Hujan tak pernah reda, dan awan hitam tak juga terlepas dari dadaku
( MEMELUK PIGURA ITU )
Ana, kau biarkan sebuah pohon hidup sendiri di tengah padang
pasir..mengapa kau pergi Ana?
Ana…
( MELEMPARKAN SEMUA BUKU YANG
TERTUMPUK DI ATAS MEJA ITU DENGAN AMARAH )
Aku marah padamu Ana…apa kau tau itu?
( MEMUKUL-MUKUL KEPALANYA )
Mengapa kau tak memberikan aku kesempatan untuk mengubah bunga yang layu
menjadi permata? Kau tak pernah mengizinkan aku mengganti sirip-siripmu yang patah
dengan sayap yang indah? Mengapa tak sempat kau izinkan aku menghentikan segala
siksaanku padamu Ana? Aku sungguh mencintaimu, tapi seumur hidupku kau tak
pernah mendapatkan cinta itu..cintaku yang seumur hidupmu mengkristal dan
perlahan mencair semenjak kau pergi..seumur hidupmu aku hanya bisa menyuruhmu
ini dan itu…tanpa mempedulikan kau lelah atau tidak, bahkan kau sampai menunda
waktu makanmu demi menyuapi aku..
( MATANYA KEMBALI MEMERAH )
TIBA-TIBA TERDENGAR ALUNAN
SUARA DARI KOTAK MUSIK MILIK ANA
Suara ini ?
Ana ?
Ini tidak mungkin, dia sudah mati..burung-burung yang setiap hari
menggonggong itupun tau kau sudah mati..
( DIAM KEMUDIAN TERTAWA )
Hahaha..Ana..kau sudah pergi..
( MENANGIS SAMBIL SESEKALI
TERTAWA )
Aah..ada apa dengan pikiranku ini? Ana..kau telah terbang bersama
mega-mega, menyeberangi dinding yang tak bisa ku tembus..dari dasar hatiku aku
ingin sekali menebus segala badai penyesalanku ini dan mengatakan padamu bahwa
aku mencintaimu Ana..
( BERDIRI KEMUDIAN MEMBUNGKUK
DAN MEMUNGUT KEMBALI BUKU-BUKU YANG TELAH DILEMPARKANNYA )

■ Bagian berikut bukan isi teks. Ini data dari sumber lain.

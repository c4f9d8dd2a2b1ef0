//! Log sinks and the injected [`Logger`] handle.

use std::fmt;
use std::sync::Arc;

use parking_lot::RwLock;

use crate::level::LogLevel;

/// A single message handed to a sink.
#[derive(Debug, Clone, PartialEq, Eq)]
pub struct LogRecord {
    /// Severity of the message.
    pub level: LogLevel,
    /// Component that emitted the message (e.g. `"marshal::wrap"`).
    pub target: &'static str,
    /// Rendered message text.
    pub message: String,
}

/// Destination for log records.
///
/// Sinks never filter; threshold handling lives in [`Logger`].
pub trait LogSink: Send + Sync {
    /// Called for every record at or above the logger's threshold.
    fn log(&self, record: &LogRecord);
}

/// Forwards records to `tracing` at the matching level.
#[derive(Debug, Clone, Copy, Default)]
pub struct TracingSink;

impl TracingSink {
    /// Create a new tracing sink.
    pub fn new() -> Self {
        Self
    }
}

impl LogSink for TracingSink {
    fn log(&self, record: &LogRecord) {
        let target = record.target;
        let message = record.message.as_str();
        match record.level {
            LogLevel::Trace => tracing::trace!(component = target, "{}", message),
            LogLevel::Debug => tracing::debug!(component = target, "{}", message),
            LogLevel::Info => tracing::info!(component = target, "{}", message),
            LogLevel::Warn => tracing::warn!(component = target, "{}", message),
            LogLevel::Error => tracing::error!(component = target, "{}", message),
        }
    }
}

/// Discards everything.
#[derive(Debug, Clone, Copy, Default)]
pub struct NullSink;

impl LogSink for NullSink {
    fn log(&self, _record: &LogRecord) {}
}

/// A sink that collects records for later inspection.
pub struct CollectingSink {
    records: RwLock<Vec<LogRecord>>,
    max_records: usize,
}

impl CollectingSink {
    /// Create a new collecting sink that keeps at most `max_records` records.
    pub fn new(max_records: usize) -> Self {
        Self {
            records: RwLock::new(Vec::new()),
            max_records,
        }
    }

    /// Get collected records.
    pub fn records(&self) -> Vec<LogRecord> {
        self.records.read().clone()
    }

    /// Get collected messages at exactly `level`.
    pub fn messages_at(&self, level: LogLevel) -> Vec<String> {
        self.records
            .read()
            .iter()
            .filter(|r| r.level == level)
            .map(|r| r.message.clone())
            .collect()
    }

    /// Clear collected records.
    pub fn clear(&self) {
        self.records.write().clear();
    }

    /// Get record count.
    pub fn len(&self) -> usize {
        self.records.read().len()
    }

    /// Check if empty.
    pub fn is_empty(&self) -> bool {
        self.records.read().is_empty()
    }
}

impl Default for CollectingSink {
    fn default() -> Self {
        Self::new(10_000)
    }
}

impl LogSink for CollectingSink {
    fn log(&self, record: &LogRecord) {
        let mut records = self.records.write();
        if records.len() < self.max_records {
            records.push(record.clone());
        }
    }
}

impl fmt::Debug for CollectingSink {
    fn fmt(&self, f: &mut fmt::Formatter<'_>) -> fmt::Result {
        f.debug_struct("CollectingSink")
            .field("len", &self.len())
            .field("max_records", &self.max_records)
            .finish()
    }
}

/// Cheaply cloneable logging handle injected into the marshaling layer.
///
/// Holds a sink and a minimum level; records below the threshold are
/// dropped before the message is rendered.
#[derive(Clone)]
pub struct Logger {
    sink: Arc<dyn LogSink>,
    min_level: LogLevel,
}

impl Logger {
    /// Create a logger writing to `sink` at `min_level` and above.
    pub fn new(sink: Arc<dyn LogSink>, min_level: LogLevel) -> Self {
        Self { sink, min_level }
    }

    /// A logger forwarding to `tracing`.
    pub fn tracing(min_level: LogLevel) -> Self {
        Self::new(Arc::new(TracingSink), min_level)
    }

    /// A logger that drops everything.
    pub fn disabled() -> Self {
        Self::new(Arc::new(NullSink), LogLevel::Error)
    }

    /// The configured threshold.
    pub fn min_level(&self) -> LogLevel {
        self.min_level
    }

    /// Return a copy of this logger with a different threshold.
    pub fn with_min_level(&self, min_level: LogLevel) -> Self {
        Self {
            sink: Arc::clone(&self.sink),
            min_level,
        }
    }

    /// Whether a record at `level` would reach the sink.
    pub fn enabled(&self, level: LogLevel) -> bool {
        level >= self.min_level
    }

    /// Log `message` at `level` on behalf of `target`.
    pub fn log(&self, level: LogLevel, target: &'static str, message: impl fmt::Display) {
        if !self.enabled(level) {
            return;
        }
        self.sink.log(&LogRecord {
            level,
            target,
            message: message.to_string(),
        });
    }

    /// Log at error level.
    pub fn error(&self, target: &'static str, message: impl fmt::Display) {
        self.log(LogLevel::Error, target, message);
    }

    /// Log at warn level.
    pub fn warn(&self, target: &'static str, message: impl fmt::Display) {
        self.log(LogLevel::Warn, target, message);
    }

    /// Log at info level.
    pub fn info(&self, target: &'static str, message: impl fmt::Display) {
        self.log(LogLevel::Info, target, message);
    }

    /// Log at debug level.
    pub fn debug(&self, target: &'static str, message: impl fmt::Display) {
        self.log(LogLevel::Debug, target, message);
    }

    /// Log at trace level.
    pub fn trace(&self, target: &'static str, message: impl fmt::Display) {
        self.log(LogLevel::Trace, target, message);
    }
}

impl Default for Logger {
    fn default() -> Self {
        Self::tracing(LogLevel::default())
    }
}

impl fmt::Debug for Logger {
    fn fmt(&self, f: &mut fmt::Formatter<'_>) -> fmt::Result {
        f.debug_struct("Logger")
            .field("min_level", &self.min_level)
            .finish()
    }
}

#[cfg(test)]
mod tests {
    use super::*;

    #[test]
    fn test_collecting_sink() {
        let sink = CollectingSink::new(100);
        sink.log(&LogRecord {
            level: LogLevel::Info,
            target: "test",
            message: "hello".to_string(),
        });

        assert_eq!(sink.len(), 1);
        assert_eq!(sink.records()[0].message, "hello");
    }

    #[test]
    fn test_collecting_sink_max_records() {
        let sink = CollectingSink::new(2);
        for i in 0..5 {
            sink.log(&LogRecord {
                level: LogLevel::Debug,
                target: "test",
                message: format!("record_{}", i),
            });
        }

        assert_eq!(sink.len(), 2);
        let kept: Vec<LogRecord> = sink.records();
        assert_eq!(kept[0].message, "record_0");
        assert_eq!(kept[1].message, "record_1");
        assert_eq!(kept[1].level, LogLevel::Debug);

        sink.clear();
        assert!(sink.is_empty());
    }

    #[test]
    fn test_logger_threshold() {
        let sink = Arc::new(CollectingSink::new(100));
        let logger = Logger::new(Arc::clone(&sink) as Arc<dyn LogSink>, LogLevel::Info);

        logger.trace("test", "dropped");
        logger.debug("test", "dropped");
        logger.info("test", "kept info");
        logger.warn("test", "kept warn");
        logger.error("test", "kept error");

        assert_eq!(sink.len(), 3);
        assert!(sink.messages_at(LogLevel::Debug).is_empty());
        assert_eq!(sink.messages_at(LogLevel::Warn), vec!["kept warn".to_string()]);
    }

    #[test]
    fn test_logger_with_min_level_shares_sink() {
        let sink = Arc::new(CollectingSink::new(100));
        let quiet = Logger::new(Arc::clone(&sink) as Arc<dyn LogSink>, LogLevel::Error);
        let chatty = quiet.with_min_level(LogLevel::Trace);

        quiet.debug("test", "dropped");
        chatty.debug("test", "kept");

        assert_eq!(sink.messages_at(LogLevel::Debug), vec!["kept".to_string()]);
    }

    #[test]
    fn test_disabled_logger() {
        let logger = Logger::disabled();
        assert!(!logger.enabled(LogLevel::Warn));
        assert!(logger.enabled(LogLevel::Error));
        logger.error("test", "goes nowhere");
    }
}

Kau sabar, kau tak pernah mengeluh walaupun setiap malam kau aku suruh
untuk membereskan buku-buku yang bertebaran di setiap sudut ruangan ini..bahkan
buku-buku ini juga pernah aku pakai untuk memukul kepalamu..tapi kau selalu
berkata, setiap pendakian akan sampai pada suatu puncak, setiap sungai yang kau
susuri akan berujung pada suatu muara..dan jika suatu saat kau lelah akan kau
biarkan arusnya menghanyutkanmu sampai ke muara itu dengan sendirinya..

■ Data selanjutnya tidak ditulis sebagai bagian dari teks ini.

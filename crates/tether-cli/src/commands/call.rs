//! Call command - invoke a guest export with marshaled arguments.

use std::path::PathBuf;

use anyhow::{Context, Result, bail};
use clap::Args;
use serde::Serialize;

use tether::prelude::*;
use tether_core::ItemKind;

use super::GlobalArgs;
use crate::OutputFormat;

/// Arguments for the call command.
#[derive(Args)]
pub struct CallArgs {
    /// Path to the module (.wasm or .wat)
    #[arg(required = true)]
    pub module: PathBuf,

    /// Exported function to call
    #[arg(required = true)]
    pub function: String,

    /// Signature, e.g. "&str, bool -> bool" (default: the export's own
    /// integer signature)
    #[arg(short, long)]
    pub sig: Option<String>,

    /// Arguments, one per parameter; arrays are comma separated
    #[arg(allow_hyphen_values = true)]
    pub args: Vec<String>,
}

#[derive(Debug, Serialize)]
struct CallResult<'a> {
    function: &'a str,
    signature: String,
    direct: bool,
    result: &'a Value,
}

/// Execute the call command.
pub fn execute(args: CallArgs, global: &GlobalArgs) -> Result<()> {
    let runtime = global.runtime()?;
    let module = runtime
        .load_file(&args.module)
        .context("Failed to load module")?;

    let signature = match &args.sig {
        Some(text) => Signature::parse_str(runtime.registry(), text)
            .with_context(|| format!("Invalid signature '{}'", text))?,
        None => integer_signature(&module, &args.function)?,
    };

    if args.args.len() != signature.args.len() {
        return Err(MarshalError::ArityMismatch {
            function: args.function.clone(),
            expected: signature.args.len(),
            actual: args.args.len(),
        }
        .into());
    }
    let values = signature
        .args
        .iter()
        .zip(&args.args)
        .enumerate()
        .map(|(i, (tag, text))| {
            Value::parse_as(*tag, text).with_context(|| format!("Argument {} ('{}')", i + 1, text))
        })
        .collect::<Result<Vec<_>>>()?;

    let mut bridge = runtime
        .instantiate(&module)
        .context("Failed to instantiate module")?;
    let function = bridge.wrap_signature(&args.function, signature)?;

    tracing::info!(
        module = %args.module.display(),
        function = %args.function,
        signature = %function.signature(),
        "Calling export"
    );

    let value = bridge
        .call_wrapped(&function, &values)
        .with_context(|| format!("Call to '{}' failed", args.function))?;

    match global.format {
        OutputFormat::Human => {
            if !global.quiet {
                println!("{} {}", args.function, function.signature());
            }
            println!("{}", value);
        }
        OutputFormat::Json | OutputFormat::JsonCompact => {
            global.print_json(&CallResult {
                function: &args.function,
                signature: function.signature().to_string(),
                direct: function.is_direct(),
                result: &value,
            })?;
        }
    }

    Ok(())
}

/// Derive a signature from the export's core type when it only uses `i32`.
fn integer_signature(module: &ValidatedModule, name: &str) -> Result<Signature> {
    let Some(export) = module.export(name) else {
        bail!(MarshalError::MissingExport(name.to_string()));
    };
    let ItemKind::Function { params, results } = &export.kind else {
        bail!("'{}' is not a function", name);
    };

    let is_i32 = |ty: &String| ty == "i32";
    if !params.iter().all(is_i32) || results.len() > 1 || !results.iter().all(is_i32) {
        bail!(
            "'{}' has type {}; pass --sig to describe how to marshal it",
            name,
            export.kind
        );
    }

    let ret = if results.is_empty() {
        TypeTag::Unit
    } else {
        TypeTag::I32
    };
    Ok(Signature::new(vec![TypeTag::I32; params.len()], ret))
}

#[cfg(test)]
mod tests {
    use super::*;

    fn module(wat: &str) -> ValidatedModule {
        Tether::with_defaults().unwrap().load_wat(wat).unwrap()
    }

    #[test]
    fn test_integer_signature() {
        let module = module(
            r#"
            (module
                (func (export "add") (param i32 i32) (result i32) (i32.const 42))
                (func (export "tick") (param i32))
                (func (export "wide") (param i64))
                (memory (export "memory") 1))
        "#,
        );

        let add = integer_signature(&module, "add").unwrap();
        assert_eq!(add.to_string(), "(i32, i32) -> i32");
        assert_eq!(integer_signature(&module, "tick").unwrap().ret, TypeTag::Unit);

        assert!(integer_signature(&module, "wide").is_err());
        assert!(integer_signature(&module, "memory").is_err());
        assert!(integer_signature(&module, "missing").is_err());
    }
}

( BERDIRI KEMBALI DAN MERAIH PIGURA
YANG TERSIMPAN DI ATAS MEJA DAN MENATAPNYA DALAM-DALAM )
Kau telah lelah Ana, Kau telah lelah mengarungi lautan siksaku sedang kau
selalu meneteskan setitik cinta agar lautan nila itu dapat kembali menjadi air
susu..tapi kau menyadari bahwa impianmu itu seperti mengukir di udara..
( MEMELUK PIGURA ITU
ERAT-ERAT )
Kau lelah…kalau begitu tidurlah kau di bawah pohon Baringtonia asiatica ( Pohon Perdamaian ) bersama burung-burung yang setiap saat bernyanyi
untukmu..
LAYAR TURUN
suka :D
BalasHapusTerima kasih telah membaca :)
Hapusnice :D
BalasHapusTerima kasih sudah membaca :)
Hapuskeren
BalasHapusTerima kasih sudah membaca :)
Hapusgood
BalasHapusgood
BalasHapuskeren banget monolognya kak, izin pake ya buat seleksi teater
BalasHapuskeren banget monolognya kak, izin pake ya buat seleksi teater
BalasHapusKeren,saya mainkan boleh?hehe
BalasHapusKak ap kesimpulan dan latar belakangnya ka
HapusTulisan ini dibuat karena ada pesan yang ingin disampaikan yaitu jangan pernah menyia2kan ketulusan seseorang, karena di saat orang itu pergi penyesalanlah yang akan datang menggantikannya.